Qualia, is one instance of subjective experience. Whatever YOU are feeling is your qualia. We have no way to directly compare two qualia. That means, if you are expressing to your friend how sad you are because you came last in the competition and if your friend is saying she understands, you have no way to actually know if she truly understands or not and even your friend has no way to know how exactly you are feeling. “I understand you”, is all pretention.
Qualia can’t be compared. Can they at least be detected?
How do you know your friend is conscious? How are you sure she is not a machine? How do you know you are not the only conscious person in the world. You know it because…
Other qualia express themselves using free will. Free will is how subjective experience CAUSES something in real world. I like to think of consciousness and free-will as mysteries belonging to same class.
Important point here is that free will only help us detect other qualia and not compare them. For example, we know bats are conscious (detection) but we don’t know what does it feel like to be a bat? Bats see using sonar and we humans, have no clue how their world might be. There are some bees that have thousands of eyes. Their world might look something like specific visual patterns. We could never know. But we at least know their qualia exist.
In humans, consider ‘sight’ for example. The world looks like what it looks like to us because our eyes have a specific range on light spectrum it can detect. Had we been able to detect all light, the world would have been a huge bomb of continuous noise to us. (There is a theory that says evolution specifically chose this range because in other ranges there is too much noise. Imagine having eyes that can detect CMB. We would be detecting so much unnecessary data having no use. Interesting topic, I am writing about this in some other post. Right now back to consciousness…)

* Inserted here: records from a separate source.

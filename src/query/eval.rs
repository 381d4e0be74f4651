//! Fallback path: evaluate a predicate conjunction against records in memory.
//!
//! The per-predicate semantics here are the same ones `MemoryStore` applies to native
//! constraints, so a filter that could have gone either way selects the same rows.

use crate::errors::DbError;
use bson::{Bson, Document};
use regex::{Regex, RegexBuilder};
use std::cmp::Ordering;

use super::types::{Filter, OrBranch, Predicate, is_null, is_null_equivalent};

enum CompiledPredicate<'a> {
    Plain(&'a Predicate),
    Pattern { field: &'a str, re: Regex },
}

/// A filter with its regexes built once, ready to run over a whole table.
pub struct CompiledFilter<'a> {
    predicates: Vec<CompiledPredicate<'a>>,
}

impl<'a> CompiledFilter<'a> {
    /// # Errors
    /// Returns `MalformedFilter` when a `$regex` pattern does not compile.
    pub fn new(filter: &'a Filter) -> Result<Self, DbError> {
        let mut predicates = Vec::with_capacity(filter.predicates.len());
        for p in &filter.predicates {
            predicates.push(match p {
                Predicate::MatchesPattern { field, pattern, options } => CompiledPredicate::Pattern {
                    field,
                    re: build_regex(pattern, options)
                        .map_err(|e| DbError::MalformedFilter(format!("$regex on `{field}`: {e}")))?,
                },
                other => CompiledPredicate::Plain(other),
            });
        }
        Ok(Self { predicates })
    }

    /// True when `doc` satisfies every predicate, the `Or` clause included.
    #[must_use]
    pub fn matches(&self, doc: &Document) -> bool {
        self.predicates.iter().all(|p| match p {
            CompiledPredicate::Plain(p) => eval_predicate(doc, p),
            CompiledPredicate::Pattern { field, re } => {
                matches!(doc.get(*field), Some(Bson::String(s)) if re.is_match(s))
            }
        })
    }

    /// Keep the matching records, preserving input order.
    #[must_use]
    pub fn apply(&self, records: Vec<Document>) -> Vec<Document> {
        records.into_iter().filter(|d| self.matches(d)).collect()
    }
}

/// Build a regex from a literal pattern and Mongo-style flags. Unknown flags are ignored.
///
/// # Errors
/// Returns the regex compile error.
pub fn build_regex(pattern: &str, options: &str) -> Result<Regex, regex::Error> {
    let mut b = RegexBuilder::new(pattern);
    for flag in options.chars() {
        match flag {
            'i' => {
                b.case_insensitive(true);
            }
            'm' => {
                b.multi_line(true);
            }
            's' => {
                b.dot_matches_new_line(true);
            }
            'x' => {
                b.ignore_whitespace(true);
            }
            _ => {}
        }
    }
    b.build()
}

/// One-shot evaluation. A pattern that fails to compile matches nothing.
#[must_use]
pub fn eval_filter(doc: &Document, filter: &Filter) -> bool {
    filter.predicates.iter().all(|p| eval_predicate(doc, p))
}

fn eval_predicate(doc: &Document, p: &Predicate) -> bool {
    match p {
        Predicate::Equals { field, value } => field_equals(doc.get(field), value),
        Predicate::In { field, values } => field_in(doc.get(field), values),
        Predicate::NotEquals { field, value } => field_not_equals(doc.get(field), value),
        Predicate::Exists { field, present } => is_null(doc.get(field)) != *present,
        Predicate::MatchesPattern { field, pattern, options } => match doc.get(field) {
            Some(Bson::String(s)) => build_regex(pattern, options).is_ok_and(|re| re.is_match(s)),
            _ => false,
        },
        Predicate::Or(branches) => branches.iter().any(|b| eval_or_branch(doc, b)),
    }
}

fn eval_or_branch(doc: &Document, b: &OrBranch) -> bool {
    if is_null_equivalent(Some(&b.value)) {
        return is_null_equivalent(doc.get(&b.field));
    }
    doc.get(&b.field).is_some_and(|v| values_equal(v, &b.value))
}

/// Equality as the row store applies it; a null target means "is null".
#[must_use]
pub fn field_equals(field: Option<&Bson>, target: &Bson) -> bool {
    if is_null(Some(target)) {
        return is_null(field);
    }
    match field {
        Some(v) if !is_null(Some(v)) => values_equal(v, target),
        _ => false,
    }
}

/// Inequality with SQL semantics: a null or missing field never matches a non-null target.
#[must_use]
pub fn field_not_equals(field: Option<&Bson>, target: &Bson) -> bool {
    if is_null(Some(target)) {
        return !is_null(field);
    }
    match field {
        Some(v) if !is_null(Some(v)) => !values_equal(v, target),
        _ => false,
    }
}

/// Set membership; a null or missing field is never a member.
#[must_use]
pub fn field_in(field: Option<&Bson>, set: &[Bson]) -> bool {
    match field {
        Some(v) if !is_null(Some(v)) => set.iter().any(|x| values_equal(v, x)),
        _ => false,
    }
}

/// Structural equality, numeric across BSON number types, and instant-based between a
/// `DateTime` and an RFC 3339 string.
#[must_use]
pub fn values_equal(a: &Bson, b: &Bson) -> bool {
    if is_num(a) && is_num(b) {
        return compare_numbers(a, b) == Ordering::Equal;
    }
    if is_datetime_pair(a, b) {
        return as_millis(a) == as_millis(b);
    }
    a == b
}

fn is_num(x: &Bson) -> bool {
    matches!(x, Bson::Int32(_) | Bson::Int64(_) | Bson::Double(_) | Bson::Decimal128(_))
}

fn as_i64_num(x: &Bson) -> Option<i64> {
    match x {
        Bson::Int32(i) => Some(i64::from(*i)),
        Bson::Int64(i) => Some(*i),
        _ => None,
    }
}

fn as_f64_num(x: &Bson) -> f64 {
    match x {
        Bson::Double(f) => *f,
        Bson::Decimal128(d) => d.to_string().parse::<f64>().unwrap_or(f64::NAN),
        _ => f64::NAN,
    }
}

/// Integers compare exactly; a float is only involved when one side is a float.
fn compare_numbers(a: &Bson, b: &Bson) -> Ordering {
    match (as_i64_num(a), as_i64_num(b)) {
        (Some(x), Some(y)) => x.cmp(&y),
        (Some(x), None) => cmp_int_float(x, as_f64_num(b)),
        (None, Some(y)) => cmp_int_float(y, as_f64_num(a)).reverse(),
        (None, None) => cmp_floats(as_f64_num(a), as_f64_num(b)),
    }
}

// -0.0 == 0.0; NaN falls back to `total_cmp` placement.
fn cmp_floats(x: f64, y: f64) -> Ordering {
    x.partial_cmp(&y).unwrap_or_else(|| x.total_cmp(&y))
}

// 2^63 as f64, exact.
const I64_BOUND: f64 = 9_223_372_036_854_775_808.0;

fn cmp_int_float(i: i64, f: f64) -> Ordering {
    if f.is_nan() {
        return 0.0f64.total_cmp(&f);
    }
    if f >= I64_BOUND {
        return Ordering::Less;
    }
    if f < -I64_BOUND {
        return Ordering::Greater;
    }
    let whole = f.trunc();
    #[allow(clippy::cast_possible_truncation)]
    let whole_int = whole as i64;
    i.cmp(&whole_int).then_with(|| cmp_floats(0.0, f - whole))
}

fn is_datetime_pair(a: &Bson, b: &Bson) -> bool {
    matches!(
        (a, b),
        (Bson::DateTime(_), Bson::String(_)) | (Bson::String(_), Bson::DateTime(_))
    ) && as_millis(a).is_some()
        && as_millis(b).is_some()
}

fn as_millis(x: &Bson) -> Option<i64> {
    match x {
        Bson::DateTime(d) => Some(d.timestamp_millis()),
        Bson::String(s) => {
            chrono::DateTime::parse_from_rfc3339(s).ok().map(|d| d.timestamp_millis())
        }
        _ => None,
    }
}

/// Total order over BSON values used for sorting on both paths.
///
/// Strings that parse as RFC 3339 sort as instants alongside `DateTime` values, with
/// the `DateTime` first and then the text breaking ties. Other strings sort as text.
#[must_use]
pub fn compare_bson(a: &Bson, b: &Bson) -> Ordering {
    use bson::Bson as T;
    if is_num(a) && is_num(b) {
        return compare_numbers(a, b);
    }
    if let (Some(x), Some(y)) = (as_millis(a), as_millis(b)) {
        return x.cmp(&y).then_with(|| instant_tiebreak(a).cmp(&instant_tiebreak(b)));
    }
    match (a, b) {
        (T::String(x), T::String(y)) => x.cmp(y),
        (T::Boolean(x), T::Boolean(y)) => x.cmp(y),
        _ => type_rank(a).cmp(&type_rank(b)),
    }
}

fn instant_tiebreak(v: &Bson) -> Option<&str> {
    match v {
        Bson::String(s) => Some(s.as_str()),
        _ => None,
    }
}

fn type_rank(v: &Bson) -> u8 {
    use bson::Bson as T;
    match v {
        T::MinKey => 0,
        T::Null | T::Undefined => 1,
        T::Int32(_) | T::Int64(_) | T::Double(_) | T::Decimal128(_) => 2,
        T::String(s) if chrono::DateTime::parse_from_rfc3339(s).is_ok() => 9,
        T::String(_) | T::Symbol(_) => 3,
        T::Document(_) => 4,
        T::Array(_) => 5,
        T::Binary(_) => 6,
        T::ObjectId(_) => 7,
        T::Boolean(_) => 8,
        T::DateTime(_) => 9,
        T::Timestamp(_) => 10,
        T::RegularExpression(_) => 11,
        T::DbPointer(_) => 12,
        T::JavaScriptCode(_) | T::JavaScriptCodeWithScope(_) => 13,
        T::MaxKey => 255,
    }
}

How free will and subjective experience come together?
Subjective experience enables us to have unexplainable bias; bias below threshold of awareness. (‘Bias’ is what machines don’t appear to have. They have mechanical and explainable biases. For them, solving a math problem is same as drawing a pigeon or playing soccer.)
We express this bias using free will. With this context,
What is consciousness? in simple terms.
I was studying chaotic systems and quantum mechanics and I put together a philosophical theory on consciousness in simple terms.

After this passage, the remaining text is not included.